Later the stuff sinks to the bottom and enriches it. This is another way for saying it adds to the gooey soup or broth on the bottom. It is what comes oozing between our toes when you attempt to walk along the bottom, and it is often dangerous, for there is no solid bottom for your bare feet to trod upon. You can sink up to your keister in the slime, or deeper, and never come up. You will lie forever among the buried treasure of the muck.
In spring bloom starts to form in most lowland lakes and is very pretty, with wildflowers blossoming along the shoreline, cattails extending their narrow shafts upward, lily pads forming and beginning to expand their reach outward, reeds and tulles and grasses starting to achieve their annual elevation. The blue-green algae is developing along the shoreline but has not yet reached the clotting stage. It is host to many food sources for trout and panfish—rotifers, copepods, cladocerons, diatoms, for juveniles; for hungry adults, chironomid larvae hatching out on the bottom and inching vertically to the surface to emerge as midges, their tiny shucks dotting the surface and looking like the downy fluff from the black cottonwood trees. Some mayfly larvae emerge much the same way from their depths, while other kinds of mayflies blow in from the busy shore. Caddis nymphs crawl up on fresh grasses, shed their cases, and fly out over the water.
On a floating blanket of weed trout find prozoans, minute crustaceans, desmids, hydras, snails, diving beetles, and dragon-fly larvae, or so Encarta tells me. I take their word for the particular species in the rich scum I see forming on water, wood, and land. The rising of trout indicates they are cruising, feeding. It is up to me—knowing so little about biology—to come up with something on the end of my leader that will trick them into accepting it for food.
Fortunately there is much that will appeal to them at this time of the year. They are feeding hungrily, in keen competition with each other for survival. This makes them gluttonous. Not often in my lakes are they particular to an exclusive extent. The will accept as food most anything small and moving—and if it is of the right size and color, so much the more often. Usually a fly or lure need only be in the ballpark of what is they are looking for in their wet world. It must behave correctly, though. That means it must look natural and be moving at the right speed. That speed is generally slow, but sometimes it has to be faster to induce them to strike. A little experimentation will indicate what is working today. It is not always the same thing, though we start out trying what worked yesterday, or last time out. This is what makes fishing fun.
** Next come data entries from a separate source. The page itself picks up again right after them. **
// File: crates/labchart-core/src/theme.rs
// Summary: Report theme colors and the default categorical bar palette.

use skia_safe as skia;

/// Opaque color from a `0xRRGGBB` literal.
pub const fn rgb_hex(rgb: u32) -> skia::Color {
    skia::Color::new(0xFF00_0000 | (rgb & 0x00FF_FFFF))
}

/// Ten-color categorical palette cycled over series without an explicit color.
pub const DEFAULT_PALETTE: [skia::Color; 10] = [
    rgb_hex(0x1f77b4),
    rgb_hex(0xff7f0e),
    rgb_hex(0x2ca02c),
    rgb_hex(0xd62728),
    rgb_hex(0x9467bd),
    rgb_hex(0x8c564b),
    rgb_hex(0xe377c2),
    rgb_hex(0x7f7f7f),
    rgb_hex(0xbcbd22),
    rgb_hex(0x17becf),
];

#[derive(Clone, Copy, Debug)]
pub struct Theme {
    pub name: &'static str,
    pub background: skia::Color,
    pub grid: skia::Color,
    pub axis_line: skia::Color,
    pub axis_label: skia::Color,
    pub tick: skia::Color,
    pub value_label: skia::Color,
    pub legend_fill: skia::Color,
    pub legend_border: skia::Color,
    pub palette: &'static [skia::Color],
}

impl Theme {
    pub fn light() -> Self {
        Self {
            name: "light",
            background: skia::Color::WHITE,
            grid: skia::Color::from_argb(77, 0xb0, 0xb0, 0xb0),
            axis_line: skia::Color::BLACK,
            axis_label: skia::Color::BLACK,
            tick: skia::Color::BLACK,
            value_label: skia::Color::BLACK,
            legend_fill: skia::Color::from_argb(204, 255, 255, 255),
            legend_border: skia::Color::from_argb(255, 0xcc, 0xcc, 0xcc),
            palette: &DEFAULT_PALETTE,
        }
    }
}

impl Default for Theme {
    fn default() -> Self {
        Self::light()
    }
}

#[cfg(test)]
mod tests {
    use super::*;

    #[test]
    fn hex_colors_are_opaque() {
        let c = rgb_hex(0x3498db);
        assert_eq!((c.a(), c.r(), c.g(), c.b()), (255, 0x34, 0x98, 0xdb));
    }
}
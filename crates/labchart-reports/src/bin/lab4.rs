// File: crates/labchart-reports/src/bin/lab4.rs
// Summary: Renders the lab 4 (LZ77 vs GZIP vs ZSTD) report charts.

use anyhow::Result;
use labchart_reports::{lab4, logger, output_dir, render_all};

fn main() -> Result<()> {
    logger::init_logger()?;
    let out = output_dir();
    render_all(&lab4::charts(&out))
}
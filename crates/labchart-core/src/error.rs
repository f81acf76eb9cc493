// File: crates/labchart-core/src/error.rs
// Summary: Error type returned by chart validation, rendering, and export.

use std::io;

use thiserror::Error;

pub type Result<T> = std::result::Result<T, RenderError>;

#[derive(Debug, Error)]
pub enum RenderError {
    /// The chart description violates a layout invariant (lengths, scale, DPI).
    #[error("invalid chart spec: {0}")]
    InvalidSpec(String),

    #[error("I/O error: {0}")]
    Io(#[from] io::Error),

    #[error("failed to create raster surface ({width}x{height})")]
    Surface { width: i32, height: i32 },

    #[error("PNG encoding failed: {0}")]
    Encode(String),
}

impl RenderError {
    pub(crate) fn invalid(msg: impl Into<String>) -> Self {
        RenderError::InvalidSpec(msg.into())
    }
}

impl From<png::EncodingError> for RenderError {
    fn from(err: png::EncodingError) -> Self {
        match err {
            png::EncodingError::IoError(e) => RenderError::Io(e),
            other => RenderError::Encode(other.to_string()),
        }
    }
}
// File: crates/labchart-core/src/spec.rs
// Summary: ChartSpec: categories, series, labels and export settings for one bar chart.

use std::collections::HashSet;
use std::path::{Path, PathBuf};

use crate::axis::ScaleKind;
use crate::error::{RenderError, Result};
use crate::format::ValueFormat;
use crate::layout::DEFAULT_GROUP_WIDTH;
use crate::series::Series;
use crate::types::DEFAULT_DPI;

/// Everything needed to render one chart to one file.
#[derive(Clone, Debug, PartialEq)]
pub struct ChartSpec {
    pub categories: Vec<String>,
    pub series: Vec<Series>,
    pub title: String,
    pub x_label: Option<String>,
    pub y_label: String,
    pub value_format: ValueFormat,
    pub scale: ScaleKind,
    /// Fraction of a category unit covered by each bar group, in (0, 1].
    pub group_width: f64,
    /// `None` shows a legend only when there is more than one series.
    pub legend: Option<bool>,
    pub output: PathBuf,
    pub dpi: u32,
}

impl ChartSpec {
    pub fn new<I, S>(categories: I, output: impl AsRef<Path>) -> Self
    where
        I: IntoIterator<Item = S>,
        S: Into<String>,
    {
        Self {
            categories: categories.into_iter().map(Into::into).collect(),
            series: Vec::new(),
            title: String::new(),
            x_label: None,
            y_label: String::new(),
            value_format: ValueFormat::default(),
            scale: ScaleKind::Linear,
            group_width: DEFAULT_GROUP_WIDTH,
            legend: None,
            output: output.as_ref().to_path_buf(),
            dpi: DEFAULT_DPI,
        }
    }

    pub fn series(mut self, series: Series) -> Self {
        self.series.push(series);
        self
    }

    pub fn title(mut self, title: impl Into<String>) -> Self {
        self.title = title.into();
        self
    }

    pub fn x_label(mut self, label: impl Into<String>) -> Self {
        self.x_label = Some(label.into());
        self
    }

    pub fn y_label(mut self, label: impl Into<String>) -> Self {
        self.y_label = label.into();
        self
    }

    pub fn value_format(mut self, format: ValueFormat) -> Self {
        self.value_format = format;
        self
    }

    pub fn log_scale(mut self) -> Self {
        self.scale = ScaleKind::Log10;
        self
    }

    pub fn group_width(mut self, width: f64) -> Self {
        self.group_width = width;
        self
    }

    pub fn legend(mut self, show: bool) -> Self {
        self.legend = Some(show);
        self
    }

    pub fn dpi(mut self, dpi: u32) -> Self {
        self.dpi = dpi;
        self
    }

    pub fn show_legend(&self) -> bool {
        self.legend.unwrap_or(self.series.len() > 1)
    }

    /// All values in series order, category-major within each series.
    pub fn values(&self) -> impl Iterator<Item = f64> + '_ {
        self.series.iter().flat_map(|s| s.values.iter().copied())
    }

    /// Check every layout precondition; nothing is drawn for an invalid spec.
    pub fn validate(&self) -> Result<()> {
        if self.categories.is_empty() {
            return Err(RenderError::invalid("at least one category is required"));
        }
        let mut seen = HashSet::new();
        for c in &self.categories {
            if !seen.insert(c.as_str()) {
                return Err(RenderError::invalid(format!("duplicate category {c:?}")));
            }
        }
        if self.series.is_empty() {
            return Err(RenderError::invalid("at least one series is required"));
        }
        let n = self.categories.len();
        for s in &self.series {
            if s.is_empty() {
                return Err(RenderError::invalid(format!("series {:?} is empty", s.name)));
            }
            if s.len() != n {
                return Err(RenderError::invalid(format!(
                    "series {:?} has {} values for {} categories",
                    s.name,
                    s.len(),
                    n
                )));
            }
            if !s.bar_colors.is_empty() && s.bar_colors.len() != n {
                return Err(RenderError::invalid(format!(
                    "series {:?} has {} bar colors for {} categories",
                    s.name,
                    s.bar_colors.len(),
                    n
                )));
            }
            for &v in &s.values {
                if !v.is_finite() {
                    return Err(RenderError::invalid(format!("series {:?} has non-finite value {v}", s.name)));
                }
                if self.scale == ScaleKind::Log10 && v <= 0.0 {
                    return Err(RenderError::invalid(format!(
                        "series {:?} has value {v}, log scale needs values > 0",
                        s.name
                    )));
                }
            }
        }
        if !(self.group_width > 0.0 && self.group_width <= 1.0) {
            return Err(RenderError::invalid(format!("group width {} outside (0, 1]", self.group_width)));
        }
        if self.dpi == 0 {
            return Err(RenderError::invalid("dpi must be positive"));
        }
        Ok(())
    }
}
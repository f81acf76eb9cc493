// File: crates/labchart-core/src/geometry.rs
// Summary: Lightweight geometry helpers for pixel and point math.

/// Integer pixel rectangle, half-open on right/bottom.
#[derive(Clone, Copy, Debug, PartialEq, Eq)]
pub struct RectI32 {
    pub left: i32,
    pub top: i32,
    pub right: i32,
    pub bottom: i32,
}

impl RectI32 {
    pub const fn from_ltrb(left: i32, top: i32, right: i32, bottom: i32) -> Self {
        Self { left, top, right, bottom }
    }
    pub const fn from_ltwh(left: i32, top: i32, width: i32, height: i32) -> Self {
        Self { left, top, right: left + width, bottom: top + height }
    }
    pub const fn width(&self) -> i32 { self.right - self.left }
    pub const fn height(&self) -> i32 { self.bottom - self.top }

    /// Grow by `pad` on every side, then clip to `bounds`.
    pub fn outset_within(&self, pad: i32, bounds: &RectI32) -> Self {
        Self {
            left: clamp(self.left - pad, bounds.left, bounds.right),
            top: clamp(self.top - pad, bounds.top, bounds.bottom),
            right: clamp(self.right + pad, bounds.left, bounds.right),
            bottom: clamp(self.bottom + pad, bounds.top, bounds.bottom),
        }
    }
}

/// Float rectangle in point space (left/top/right/bottom).
#[derive(Clone, Copy, Debug, PartialEq)]
pub struct RectF {
    pub left: f32,
    pub top: f32,
    pub right: f32,
    pub bottom: f32,
}

impl RectF {
    pub const fn from_ltrb(left: f32, top: f32, right: f32, bottom: f32) -> Self {
        Self { left, top, right, bottom }
    }
    pub fn width(&self) -> f32 { self.right - self.left }
    pub fn height(&self) -> f32 { self.bottom - self.top }
    pub fn center_x(&self) -> f32 { (self.left + self.right) * 0.5 }
    pub fn center_y(&self) -> f32 { (self.top + self.bottom) * 0.5 }
}

#[inline]
pub fn clamp<T: PartialOrd>(v: T, lo: T, hi: T) -> T {
    if v < lo { lo } else if v > hi { hi } else { v }
}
And tomorrow will be different yet.
Thank goodness for the difference—as the French say about men and women.
5
Timm’s flies came to me in three tin boxes. (Actually aluminum alloy.) I had put them aside, briefly examined about once. When my thoughts turned to trout again, I had flies of my own—though most of them I had tied for searun cutthroat and had a decidedly steelhead look to them, though tied smaller. They were reduced versions of bright patterns that had worked successfully over the years in rivers for various anadromous fish. As far as trout in lowland lakes went, they were nearly worthless. That’s not quite true. There are days when trout will hit almost anything that moves through the water at the depth they choose to occupy. But that is not most of the time and I would hate to have to depend upon such serendipity. A fisher needs a deeper range of attitude and flies to accompany it.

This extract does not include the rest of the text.